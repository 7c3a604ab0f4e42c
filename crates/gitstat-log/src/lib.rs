// Copyright (c) 2026 - present Nicholas D. Crosbie
// SPDX-License-Identifier: MIT

//! gitstat-log: streaming parser for `git log --stat` output
//!
//! This library crate turns the text of `git log --stat` into structured
//! [`CommitRecord`]s: author, date, subject, PR references, squashed branch
//! messages, and per-file change statistics.

#![warn(missing_docs)]

//! # Example
//!
//! ```
//! use gitstat_log::parse_log;
//!
//! let log = "\
//! commit 1945ab9c752534e733c38ba0109dc3b741f0a6eb
//! Author: Jane Doe <jane@example.com>
//! Date:   Sat Jan 17 02:33:06 2026 +0000
//!
//!     Fix crash (#12) (#34)
//!
//!  src/lib.rs | 12 +++++-------
//!  1 file changed, 5 insertions(+), 7 deletions(-)
//! ";
//!
//! let commits = parse_log(log).expect("parse log");
//! assert_eq!(commits[0].pr_number, Some(34));
//! assert_eq!(commits[0].revert_pr_number, Some(12));
//! assert_eq!(commits[0].file_map["src/lib.rs"].num_deletes, 7);
//! ```

pub mod classify;
pub mod commit;
pub mod error;
pub mod finalize;
pub mod parser;
pub mod stat;

pub use commit::{Author, CommitRecord, FileChange, SplitPrecision};
pub use error::LogError;
pub use parser::{CommitStream, LogParser, ParseStats, parse_log};

/// Re-export commonly used types
pub mod prelude {
    pub use crate::commit::{Author, CommitRecord, FileChange, SplitPrecision};
    pub use crate::error::LogError;
    pub use crate::parser::{CommitStream, LogParser, parse_log};
}
#[cfg(test)]
mod tests {
    use super::*;
    use chrono::TimeZone;
    use similar_asserts::assert_eq;

    const HASH_A: &str = "1945ab9c752534e733c38ba0109dc3b741f0a6eb";
    const HASH_B: &str = "c460aeb7fb2d109c17e43de0ce681faec0b7374d";

    fn commit_block(hash: &str, subject: &str) -> String {
        format!(
            "commit {hash}\n\
             Author: Jane Doe <jane@example.com>\n\
             Date:   Sat Jan 17 02:33:06 2026 +0000\n\
             \n\
             \x20   {subject}\n\
             \n\
             \x20src/lib.rs | 3 ++-\n\
             \x201 file changed, 2 insertions(+), 1 deletion(-)\n"
        )
    }

    #[test]
    fn test_push_line_emits_on_next_boundary() {
        let mut parser = LogParser::new();
        let text = format!("{}{}", commit_block(HASH_A, "First"), commit_block(HASH_B, "Second"));

        let mut emitted = Vec::new();
        for line in text.lines() {
            if let Some(record) = parser.push_line(line).expect("push") {
                emitted.push(record);
            }
        }
        assert_eq!(emitted.len(), 1);
        assert_eq!(emitted[0].hash, HASH_A);
        assert_eq!(parser.in_progress().map(PendingCommit::hash), Some(HASH_B));

        let last = parser.finish().expect("finish").expect("last commit");
        assert_eq!(last.subject, "Second");
        assert_eq!(parser.stats().commits, 2);
    }

    #[test]
    fn test_headers_are_parsed() {
        let records = parse_log(&commit_block(HASH_A, "First")).expect("parse");
        let record = &records[0];
        assert_eq!(
            record.author,
            Some(Author {
                name: "Jane Doe".to_string(),
                email: "jane@example.com".to_string()
            })
        );
        assert_eq!(
            record.date,
            Some(Utc.with_ymd_and_hms(2026, 1, 17, 2, 33, 6).unwrap())
        );
        assert_eq!(record.file_map["src/lib.rs"].num_inserts, 2);
    }

    #[test]
    fn test_finish_is_idempotent() {
        let mut parser = LogParser::new();
        for line in commit_block(HASH_A, "Only").lines() {
            parser.push_line(line).expect("push");
        }
        assert!(parser.finish().expect("first finish").is_some());
        assert!(parser.finish().expect("second finish").is_none());
        assert!(parser.is_finished());
        assert_eq!(parser.stats().commits, 1);
    }

    #[test]
    fn test_push_after_finish_is_rejected() {
        let mut parser = LogParser::new();
        parser.finish().expect("finish");
        assert!(matches!(parser.push_line("anything"), Err(LogError::Finished)));
    }

    #[test]
    fn test_lines_before_first_boundary_are_discarded() {
        let text = format!("warning: banner text\n\n{}", commit_block(HASH_A, "First"));
        let mut stream = CommitStream::new(text.lines().map(Ok::<_, std::io::Error>));
        let records: Vec<_> = stream.by_ref().collect::<Result<_, _>>().expect("parse");
        assert_eq!(records.len(), 1);
        assert_eq!(stream.stats().discarded_lines, 2);
    }

    #[test]
    fn test_missing_headers_leave_fields_absent() {
        let text = format!("commit {HASH_A}\n\n    Bare commit\n");
        let records = parse_log(&text).expect("parse");
        assert_eq!(records[0].author, None);
        assert_eq!(records[0].date, None);
        assert_eq!(records[0].subject, "Bare commit");
    }

    #[test]
    fn test_unparseable_date_is_absent() {
        let text = format!("commit {HASH_A}\nDate:   yesterday-ish\n\n    Subject\n");
        let records = parse_log(&text).expect("parse");
        assert_eq!(records[0].date, None);
    }

    #[test]
    fn test_crlf_lines() {
        let text = commit_block(HASH_A, "Windows").replace('\n', "\r\n");
        let records = parse_log(&text).expect("parse");
        assert_eq!(records.len(), 1);
        assert_eq!(records[0].subject, "Windows");
        assert!(records[0].file_map.contains_key("src/lib.rs"));
    }

    #[test]
    fn test_malformed_line_aborts_stream() {
        let text = format!(
            "{}{}",
            commit_block(HASH_A, "Good").replace(" src/lib.rs | 3 ++-", " garbage text"),
            commit_block(HASH_B, "Never reached")
        );
        let mut stream = CommitStream::new(text.lines().map(Ok::<_, std::io::Error>));
        match stream.next() {
            Some(Err(LogError::MalformedStatLine { hash, line })) => {
                assert_eq!(hash, HASH_A);
                assert_eq!(line, " garbage text");
            }
            other => panic!("Expected MalformedStatLine, got {other:?}"),
        }
        assert!(stream.next().is_none());
        assert!(stream.next().is_none());
    }

    #[test]
    fn test_source_error_flushes_then_fails() {
        let mut lines: Vec<Result<String, std::io::Error>> = commit_block(HASH_A, "Flushed")
            .lines()
            .map(|l| Ok(l.to_string()))
            .collect();
        lines.push(Err(std::io::Error::other("pipe closed")));
        lines.push(Ok(format!("commit {HASH_B}")));

        let mut stream = CommitStream::new(lines.into_iter());
        let record = stream.next().expect("item").expect("flushed commit");
        assert_eq!(record.subject, "Flushed");
        match stream.next() {
            Some(Err(LogError::Transport(err))) => assert!(err.to_string().contains("pipe closed")),
            other => panic!("Expected transport error, got {other:?}"),
        }
        assert!(stream.next().is_none());
    }

    #[test]
    fn test_source_error_without_commit() {
        let lines: Vec<Result<&str, std::io::Error>> = vec![Err(std::io::Error::other("boom"))];
        let mut stream = CommitStream::new(lines.into_iter());
        assert!(matches!(stream.next(), Some(Err(LogError::Transport(_)))));
        assert!(stream.next().is_none());
    }

    #[test]
    fn test_from_reader() {
        let text = format!("{}{}", commit_block(HASH_A, "One"), commit_block(HASH_B, "Two"));
        let records: Vec<CommitRecord> = CommitStream::from_reader(text.as_bytes())
            .collect::<Result<_, _>>()
            .expect("parse");
        let subjects: Vec<&str> = records.iter().map(|r| r.subject.as_str()).collect();
        assert_eq!(subjects, vec!["One", "Two"]);
    }

    #[test]
    fn test_empty_input() {
        assert!(parse_log("").expect("parse").is_empty());
    }

    #[test]
    fn test_parse_author_variants() {
        assert_eq!(
            parse_author("Jane Doe <jane@example.com>"),
            Author {
                name: "Jane Doe".to_string(),
                email: "jane@example.com".to_string()
            }
        );
        assert_eq!(
            parse_author("build-bot"),
            Author {
                name: "build-bot".to_string(),
                email: String::new()
            }
        );
    }

    #[test]
    fn test_parse_date_formats() {
        let expected = Utc.with_ymd_and_hms(2026, 1, 17, 2, 33, 6).unwrap();
        assert_eq!(parse_date("  Sat Jan 17 02:33:06 2026 +0000"), Some(expected));
        assert_eq!(parse_date("Sat Jan 17 03:33:06 2026 +0100"), Some(expected));
        assert_eq!(parse_date("2026-01-17 02:33:06 +0000"), Some(expected));
        assert_eq!(parse_date("Sat, 17 Jan 2026 02:33:06 +0000"), Some(expected));
        assert_eq!(parse_date("2026-01-17T02:33:06Z"), Some(expected));
        assert_eq!(parse_date("not a date"), None);
    }

    #[test]
    fn test_parse_date_single_digit_day() {
        let expected = Utc.with_ymd_and_hms(2026, 1, 5, 9, 0, 0).unwrap();
        assert_eq!(parse_date("Mon Jan 5 09:00:00 2026 +0000"), Some(expected));
    }
}
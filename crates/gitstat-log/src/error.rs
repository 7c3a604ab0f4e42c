// Copyright (c) 2026 - present Nicholas D. Crosbie
// SPDX-License-Identifier: MIT

//! Error types for gitstat-log

use thiserror::Error;

/// Errors that abort a log parse
///
/// Every variant is terminal: once one is reported the parse produces no
/// further records.
#[derive(Debug, Error)]
pub enum LogError {
    /// A line in the file-change section matched neither the stat nor the
    /// summary grammar
    #[error("Malformed stat line in commit {hash}: {line:?}")]
    MalformedStatLine {
        /// Hash of the commit whose finalization failed
        hash: String,
        /// The offending line, verbatim
        line: String,
    },

    /// The upstream line source failed
    #[error("Line source error: {0}")]
    Transport(#[source] Box<dyn std::error::Error + Send + Sync>),

    /// A line was pushed after the parser reached its terminal state
    #[error("Parser already finished")]
    Finished,
}

impl LogError {
    /// Wrap an upstream error
    pub fn transport(err: impl Into<Box<dyn std::error::Error + Send + Sync>>) -> Self {
        Self::Transport(err.into())
    }

    /// The offending line, if this error was caused by one
    #[must_use]
    pub fn offending_line(&self) -> Option<&str> {
        match self {
            Self::MalformedStatLine { line, .. } => Some(line),
            _ => None,
        }
    }
}

impl From<std::io::Error> for LogError {
    fn from(err: std::io::Error) -> Self {
        Self::transport(err)
    }
}
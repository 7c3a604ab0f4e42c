//! Commit record types

use std::collections::BTreeMap;

use chrono::{DateTime, Utc};
use serde::{Deserialize, Serialize};

/// Commit author as reported by the `Author:` header
#[derive(Debug, Clone, PartialEq, Eq, Serialize, Deserialize)]
pub struct Author {
    /// Author name
    pub name: String,
    /// Author email (without angle brackets)
    pub email: String,
}

/// How far a [`FileChange`] insert/delete split can be trusted
///
/// `git log --stat` only reports a total per file plus a `+`/`-` histogram
/// that is scaled down when the change is wider than the terminal budget.
#[derive(Debug, Clone, Copy, PartialEq, Eq, Serialize, Deserialize)]
#[serde(rename_all = "lowercase")]
pub enum SplitPrecision {
    /// The histogram had one character per changed line
    Exact,
    /// The split was derived from a scaled histogram
    Estimated,
}

/// Per-file change statistics from one stat line
#[derive(Debug, Clone, PartialEq, Eq, Serialize, Deserialize)]
pub struct FileChange {
    /// Total changed lines reported for the file
    pub total_changes: u64,
    /// Inserted lines (best effort, see `split`)
    pub num_inserts: u64,
    /// Deleted lines (best effort, see `split`)
    pub num_deletes: u64,
    /// Previous path when the stat line reported a rename
    pub renamed_from: Option<String>,
    /// Whether `num_inserts`/`num_deletes` are exact or estimated
    pub split: SplitPrecision,
}

impl FileChange {
    /// Check if this entry describes a rename
    #[must_use]
    pub fn is_rename(&self) -> bool {
        self.renamed_from.is_some()
    }
}

/// A fully parsed commit from `git log --stat` output
#[derive(Debug, Clone, PartialEq, Eq, Serialize, Deserialize)]
pub struct CommitRecord {
    /// The commit hash (40 hex characters)
    pub hash: String,
    /// Author, if an `Author:` header was present
    pub author: Option<Author>,
    /// Author date, if a `Date:` header was present and parseable
    pub date: Option<DateTime<Utc>>,
    /// First message line, trimmed
    pub subject: String,
    /// Last `(#N)` reference in the subject
    pub pr_number: Option<u64>,
    /// First `(#N)` reference in the subject, when there are at least two
    pub revert_pr_number: Option<u64>,
    /// `    * ` bullet lines from the body, in order of appearance
    pub branch_commit_messages: Vec<String>,
    /// Changed files keyed by their final path (binary changes excluded)
    pub file_map: BTreeMap<String, FileChange>,
}

impl CommitRecord {
    /// Validate that a hash is a 40-character hex string
    #[must_use]
    pub fn is_valid_hash(hash: &str) -> bool {
        hash.len() == 40 && hash.chars().all(|c| c.is_ascii_hexdigit())
    }

    /// Get the short hash (first 7 characters)
    #[must_use]
    pub fn short_hash(&self) -> &str {
        &self.hash[..7.min(self.hash.len())]
    }

    /// Check if the subject cites an earlier PR as reverted
    #[must_use]
    pub fn is_revert(&self) -> bool {
        self.revert_pr_number.is_some()
    }

    /// Sum of inserted lines across all files
    #[must_use]
    pub fn total_inserts(&self) -> u64 {
        self.file_map.values().map(|f| f.num_inserts).sum()
    }

    /// Sum of deleted lines across all files
    #[must_use]
    pub fn total_deletes(&self) -> u64 {
        self.file_map.values().map(|f| f.num_deletes).sum()
    }
}
// Copyright (c) 2026 - present Nicholas D. Crosbie
// SPDX-License-Identifier: MIT

//! Running `git log --stat`
//!
//! Repository discovery and revision checks go through `git2`; the log
//! itself comes from the `git` binary so the parser sees exactly the text
//! format it understands. Output is streamed line by line, never buffered
//! whole.

use std::io::BufReader;
use std::path::{Path, PathBuf};
use std::process::{Child, ChildStdout, Command, Stdio};

use git2::Repository;
use gitstat_log::CommitStream;
use thiserror::Error;
use tracing::{debug, warn};

/// Stat width wide enough that git never abbreviates paths
pub const DEFAULT_STAT_WIDTH: usize = 5000;

/// Errors that can occur while reading history
#[derive(Debug, Error)]
pub enum GitError {
    /// Error from git2 library
    #[error("Git error: {0}")]
    Git2(#[from] git2::Error),

    /// Repository not found at the specified path
    #[error("Repository not found: {path}")]
    RepositoryNotFound {
        /// The path that was searched for a repository
        path: String,
    },

    /// Invalid commit reference (branch, tag, or SHA)
    #[error("Invalid commit reference: {reference}")]
    InvalidReference {
        /// The reference string that could not be resolved
        reference: String,
    },

    /// The git binary could not be started or read
    #[error("Failed to run git: {0}")]
    Spawn(#[from] std::io::Error),

    /// git exited unsuccessfully
    #[error("git log failed ({status}): {stderr}")]
    CommandFailed {
        /// Exit status as reported by the OS
        status: String,
        /// Captured standard error
        stderr: String,
    },
}

/// A git repository used to validate log arguments
pub struct GitRepo {
    repo: Repository,
}

impl GitRepo {
    /// Discover and open a git repository containing the given path
    ///
    /// This walks up the directory tree to find a `.git` directory.
    ///
    /// # Errors
    ///
    /// Returns `GitError::RepositoryNotFound` if no repository is found.
    pub fn discover(path: impl AsRef<Path>) -> Result<Self, GitError> {
        let path = path.as_ref();
        let repo = Repository::discover(path).map_err(|_| GitError::RepositoryNotFound {
            path: path.display().to_string(),
        })?;
        Ok(Self { repo })
    }

    /// Get the working directory path (None for bare repos)
    #[must_use]
    pub fn workdir(&self) -> Option<&Path> {
        self.repo.workdir()
    }

    /// Directory `git -C` should run in
    #[must_use]
    pub fn run_dir(&self) -> &Path {
        self.workdir().unwrap_or_else(|| self.repo.path())
    }

    /// Resolve a revision to the full SHA of the commit it names
    ///
    /// # Errors
    ///
    /// Returns `GitError::InvalidReference` if the reference cannot be resolved
    /// to a commit.
    pub fn resolve(&self, reference: &str) -> Result<String, GitError> {
        let invalid = || GitError::InvalidReference {
            reference: reference.to_string(),
        };
        let commit = self
            .repo
            .revparse_single(reference)
            .and_then(|obj| obj.peel_to_commit())
            .map_err(|_| invalid())?;
        Ok(commit.id().to_string())
    }
}

/// Builder for a `git log --stat` invocation
#[derive(Debug, Clone)]
pub struct GitLogCommand {
    /// Directory to run in (`git -C`)
    pub repo: PathBuf,
    /// `--after=<date>` filter
    pub after_date: Option<String>,
    /// Exclusive lower bound of the revision range
    pub after_commit: Option<String>,
    /// Inclusive upper bound of the revision range (defaults to `HEAD`)
    pub before_commit: Option<String>,
    /// Value for `--stat=<width>`
    pub stat_width: usize,
}

impl GitLogCommand {
    /// Log the full history reachable from `HEAD`
    #[must_use]
    pub fn new(repo: impl Into<PathBuf>) -> Self {
        Self {
            repo: repo.into(),
            after_date: None,
            after_commit: None,
            before_commit: None,
            stat_width: DEFAULT_STAT_WIDTH,
        }
    }

    /// Only include commits after a date
    #[must_use]
    pub fn after_date(mut self, date: impl Into<String>) -> Self {
        self.after_date = Some(date.into());
        self
    }

    /// Only include commits after a revision
    #[must_use]
    pub fn after_commit(mut self, reference: impl Into<String>) -> Self {
        self.after_commit = Some(reference.into());
        self
    }

    /// End the revision range at this revision instead of `HEAD`
    #[must_use]
    pub fn before_commit(mut self, reference: impl Into<String>) -> Self {
        self.before_commit = Some(reference.into());
        self
    }

    /// Arguments passed to `git`
    #[must_use]
    pub fn args(&self) -> Vec<String> {
        let mut args = vec![
            "-C".to_string(),
            self.repo.display().to_string(),
            "log".to_string(),
            format!("--stat={}", self.stat_width),
        ];
        if let Some(ref date) = self.after_date {
            args.push(format!("--after={date}"));
        }
        if let Some(ref after) = self.after_commit {
            let before = self.before_commit.as_deref().unwrap_or("HEAD");
            args.push(format!("{after}..{before}"));
        }
        args
    }

    /// Start git with its stdout piped back
    ///
    /// # Errors
    ///
    /// Returns `GitError::Spawn` if the git binary cannot be started.
    pub fn spawn(&self) -> Result<GitLogProcess, GitError> {
        let args = self.args();
        debug!(?args, "Spawning git");
        let child = Command::new("git")
            .args(&args)
            .stdin(Stdio::null())
            .stdout(Stdio::piped())
            .stderr(Stdio::piped())
            .spawn()?;
        Ok(GitLogProcess { child })
    }
}

/// Commit stream over a git child's stdout
pub type GitCommitStream = CommitStream<std::io::Lines<BufReader<ChildStdout>>>;

/// A running `git log` process
pub struct GitLogProcess {
    child: Child,
}

impl GitLogProcess {
    /// Stream commits from the process output
    ///
    /// # Errors
    ///
    /// Returns `GitError::Spawn` if stdout was already taken.
    pub fn commits(&mut self) -> Result<GitCommitStream, GitError> {
        let stdout = self.child.stdout.take().ok_or_else(|| {
            GitError::Spawn(std::io::Error::other("git stdout already taken"))
        })?;
        Ok(CommitStream::from_reader(BufReader::new(stdout)))
    }

    /// Wait for git to exit and check its status
    ///
    /// Stderr is drained while waiting, so a noisy git cannot block on a
    /// full pipe.
    ///
    /// # Errors
    ///
    /// Returns `GitError::CommandFailed` with git's stderr on a non-zero exit.
    pub fn wait(self) -> Result<(), GitError> {
        let output = self.child.wait_with_output()?;
        if output.status.success() {
            return Ok(());
        }
        Err(GitError::CommandFailed {
            status: output.status.to_string(),
            stderr: String::from_utf8_lossy(&output.stderr).trim().to_string(),
        })
    }

    /// Stop git after the parse was abandoned
    pub fn kill(mut self) {
        if let Err(err) = self.child.kill() {
            warn!(error = %err, "Failed to kill git");
        }
        // Reap the child so it does not linger as a zombie
        let _ = self.child.wait();
    }
}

## Your assignment
Reply with only the number of lines in the material above where the string "workdir" appears.

## Result for this task
3